--- Supplied material ---

//! Copyright (c) 2026, Kirky.X
//!
//! MIT License
//!
//! 指数退避
//!
//! 每次失败后等待时间按倍数增长，并叠加对称抖动，上限为最大退避时间。
//! 成功后调用 [`Backoff::reset`] 回到初始值。

use crate::config::BackoffConfig;
use std::time::Duration;

/// 指数退避计时器
#[derive(Debug, Clone)]
pub struct Backoff {
    config: BackoffConfig,
    /// 下一次未加抖动的基础等待时间
    current: Duration,
    /// 已产生的等待次数
    attempts: u32,
    rng: fastrand::Rng,
}

impl Backoff {
    /// 创建新的退避计时器
    pub fn new(config: BackoffConfig) -> Self {
        Self {
            current: config.initial,
            config,
            attempts: 0,
            rng: fastrand::Rng::new(),
        }
    }

    /// 使用固定种子创建（抖动序列可复现）
    pub fn with_seed(config: BackoffConfig, seed: u64) -> Self {
        Self {
            rng: fastrand::Rng::with_seed(seed),
            ..Self::new(config)
        }
    }

    /// 计算下一次等待时间并推进状态
    pub fn next_delay(&mut self) -> Duration {
        let base = self.current.min(self.config.max);
        let delay = self.apply_jitter(base);

        self.attempts = self.attempts.saturating_add(1);
        self.current = scale(base, self.config.multiplier).map_or(self.config.max, |next| next.min(self.config.max));

        delay
    }

    /// 重置到初始等待时间
    pub fn reset(&mut self) {
        self.current = self.config.initial;
        self.attempts = 0;
    }

    /// 已产生的等待次数
    pub fn attempts(&self) -> u32 {
        self.attempts
    }

    pub fn config(&self) -> &BackoffConfig {
        &self.config
    }

    fn apply_jitter(&mut self, base: Duration) -> Duration {
        if self.config.jitter <= 0.0 {
            return base;
        }
        // [-jitter, +jitter]
        let factor = 1.0 + self.config.jitter * (self.rng.f64() * 2.0 - 1.0);
        scale(base, factor.max(0.0)).map_or(base, |delay| delay.min(self.config.max))
    }
}

/// 按比例缩放，溢出时返回 `None`
fn scale(duration: Duration, factor: f64) -> Option<Duration> {
    Duration::try_from_secs_f64(duration.as_secs_f64() * factor).ok()
}

impl Iterator for Backoff {
    type Item = Duration;

    fn next(&mut self) -> Option<Self::Item> {
        Some(self.next_delay())
    }
}
//! Discovered peer addresses.
//!
//! Filled during the scanning phase only; insertion order is the order in
//! which connections are attempted, and the index of an address is the
//! connection slot it ends up in.

use heapless::Vec;

use crate::ble::PeerAddress;

/// Ordered, deduplicated set of at most `N` peer addresses.
#[derive(Clone, Debug, Default)]
pub struct AddressRegistry<const N: usize> {
    entries: Vec<PeerAddress, N>,
}

impl<const N: usize> AddressRegistry<N> {
    pub const fn new() -> Self {
        Self {
            entries: Vec::new(),
        }
    }

    pub fn contains(&self, address: &PeerAddress) -> bool {
        self.entries.contains(address)
    }

    /// Append `address` unless it is already known or the registry is full.
    pub fn try_add(&mut self, address: PeerAddress) -> bool {
        if self.contains(&address) {
            return false;
        }
        self.entries.push(address).is_ok()
    }

    pub fn position(&self, address: &PeerAddress) -> Option<usize> {
        self.entries.iter().position(|a| a == address)
    }

    pub fn get(&self, index: usize) -> Option<&PeerAddress> {
        self.entries.get(index)
    }

    pub fn iter(&self) -> impl Iterator<Item = &PeerAddress> {
        self.entries.iter()
    }

    pub fn len(&self) -> usize {
        self.entries.len()
    }

    pub fn is_empty(&self) -> bool {
        self.entries.is_empty()
    }

    pub fn is_full(&self) -> bool {
        self.entries.is_full()
    }

    /// Forget every address. Only a new discovery cycle does this.
    pub fn clear(&mut self) {
        self.entries.clear();
    }
}
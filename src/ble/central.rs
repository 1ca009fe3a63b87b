//! Connection state machine for a fixed set of `N` peers.
//!
//! [`Central`] owns the address registry, the scan phase and the
//! connection table. It never talks to the stack itself: every event
//! handler appends the requests to issue and the application signals to
//! raise to an [`Actions`] batch, which the runner executes.

use crate::ble::dispatcher::ProfileHandler;
use crate::ble::multi_conn::{ConnectionRecord, ConnectionTable, SlotState};
use crate::ble::registry::AddressRegistry;
use crate::ble::scanner::{ScanFilter, ScanOutcome, ScanPhase, Scanner};
use crate::ble::{
    Actions, AppSignal, ConnId, Disposition, GattStatus, InterfaceHandle, LinkCommand,
    PeerAddress, Request, StackEvent,
};
use crate::config::{LinkConfig, OpenFailurePolicy, MAX_ACTIONS};
use crate::error::{Error, StackError};

pub struct Central<const N: usize> {
    config: LinkConfig,
    app_id: u16,
    interface: InterfaceHandle,
    registry: AddressRegistry<N>,
    scanner: Scanner,
    table: ConnectionTable<N>,
    /// Issue order of subscription requests.
    next_subscription: u32,
}
//! Scan-phase logic - decides which advertisers become peers.
//!
//! A scan result is a candidate when it is an advertising report
//! ([`SearchEvent::InquiryResult`]), carries a complete local name and that
//! name starts with the configured target. Candidates go into the
//! [`AddressRegistry`]; once it is full a single stop request is issued.

use crate::ble::adv_parser::{contains_service_uuid16, extract_complete_name};
use crate::ble::registry::AddressRegistry;
use crate::ble::{Actions, PeerAddress, Request, SearchEvent};
use crate::config::LinkConfig;
use crate::error::Error;

/// Name (and optional service) filter applied to scan results.
#[derive(Clone, Copy, Debug, PartialEq, Eq)]
pub struct ScanFilter {
    target_name: &'static str,
    target_service: Option<u16>,
}

impl ScanFilter {
    pub const fn new(target_name: &'static str) -> Self {
        Self {
            target_name,
            target_service: None,
        }
    }

    pub const fn from_config(config: &LinkConfig) -> Self {
        Self {
            target_name: config.target_name,
            target_service: config.target_service,
        }
    }

    pub fn extract_name(payload: &[u8]) -> Option<&str> {
        extract_complete_name(payload)
    }

    /// Case-sensitive prefix match against the target name.
    pub fn is_candidate(&self, name: &str) -> bool {
        name.starts_with(self.target_name)
    }

    pub fn accepts(&self, sub_event: SearchEvent, payload: &[u8]) -> bool {
        if sub_event != SearchEvent::InquiryResult {
            return false;
        }
        let Some(name) = Self::extract_name(payload) else {
            return false;
        };
        if !self.is_candidate(name) {
            return false;
        }
        match self.target_service {
            Some(uuid) => contains_service_uuid16(payload, uuid),
            None => true,
        }
    }
}

#[derive(Clone, Copy, Debug, PartialEq, Eq)]
#[cfg_attr(feature = "defmt", derive(defmt::Format))]
pub enum ScanPhase {
    /// No scan requested.
    Idle,
    Scanning,
    /// Stop requested, waiting for the stack to acknowledge.
    Stopping,
    /// Scan window closed or stop acknowledged.
    Stopped,
}

/// Outcome of feeding one scan result to the scanner.
#[derive(Clone, Copy, Debug, PartialEq, Eq)]
pub enum ScanOutcome {
    /// Not scanning, wrong sub-event or not a candidate.
    Ignored,
    /// Candidate already known or registry already full.
    Known,
    /// New peer registered at this slot index.
    Added(usize),
    /// The scan window elapsed.
    Finished,
}

#[derive(Clone, Debug)]
pub struct Scanner {
    filter: ScanFilter,
    phase: ScanPhase,
}

impl Scanner {
    pub const fn new(filter: ScanFilter) -> Self {
        Self {
            filter,
            phase: ScanPhase::Idle,
        }
    }

    pub fn phase(&self) -> ScanPhase {
        self.phase
    }

    pub fn filter(&self) -> &ScanFilter {
        &self.filter
    }

    pub fn is_active(&self) -> bool {
        matches!(self.phase, ScanPhase::Scanning | ScanPhase::Stopping)
    }

    pub fn start(&mut self, duration_secs: u32, actions: &mut Actions) -> Result<(), Error> {
        actions.request(Request::StartScanning { duration_secs })?;
        info!("BLE scan starting ({} s window)", duration_secs);
        self.phase = ScanPhase::Scanning;
        Ok(())
    }

    pub fn on_scan_result<const N: usize>(
        &mut self,
        sub_event: SearchEvent,
        address: PeerAddress,
        payload: &[u8],
        registry: &mut AddressRegistry<N>,
        actions: &mut Actions,
    ) -> Result<ScanOutcome, Error> {
        if !self.is_active() {
            trace!("scan result from {:?} outside a scan window", address);
            return Ok(ScanOutcome::Ignored);
        }
        if sub_event == SearchEvent::InquiryComplete {
            info!("BLE scan window elapsed - {} peers found", registry.len());
            self.phase = ScanPhase::Stopped;
            return Ok(ScanOutcome::Finished);
        }
        if !self.filter.accepts(sub_event, payload) {
            return Ok(ScanOutcome::Ignored);
        }

        let outcome = if registry.try_add(address) {
            let index = registry.len() - 1;
            info!("Adding peer {:?} on idx {}", address, index);
            ScanOutcome::Added(index)
        } else {
            ScanOutcome::Known
        };

        if registry.is_full() && self.phase == ScanPhase::Scanning {
            actions.request(Request::StopScanning)?;
            info!("Registry full - stopping scan");
            self.phase = ScanPhase::Stopping;
        }
        Ok(outcome)
    }

    pub fn on_stopped(&mut self) {
        self.phase = ScanPhase::Stopped;
    }

    /// The start request was rejected; nothing is scanning.
    pub fn start_failed(&mut self) {
        self.phase = ScanPhase::Idle;
    }

    /// The stop request was rejected; the next candidate retries it.
    pub fn stop_failed(&mut self) {
        if self.phase == ScanPhase::Stopping {
            self.phase = ScanPhase::Scanning;
        }
    }
}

---

§ What the task requires
Scan the lines above for "to the scanner." and for "pub fn filter(&self)". Repeat exactly the line holding each of them and every line in between.

§ Solution to this task
/// Outcome of feeding one scan result to the scanner.
#[derive(Clone, Copy, Debug, PartialEq, Eq)]
pub enum ScanOutcome {
    /// Not scanning, wrong sub-event or not a candidate.
    Ignored,
    /// Candidate already known or registry already full.
    Known,
    /// New peer registered at this slot index.
    Added(usize),
    /// The scan window elapsed.
    Finished,
}

#[derive(Clone, Debug)]
pub struct Scanner {
    filter: ScanFilter,
    phase: ScanPhase,
}

impl Scanner {
    pub const fn new(filter: ScanFilter) -> Self {
        Self {
            filter,
            phase: ScanPhase::Idle,
        }
    }

    pub fn phase(&self) -> ScanPhase {
        self.phase
    }

    pub fn filter(&self) -> &ScanFilter {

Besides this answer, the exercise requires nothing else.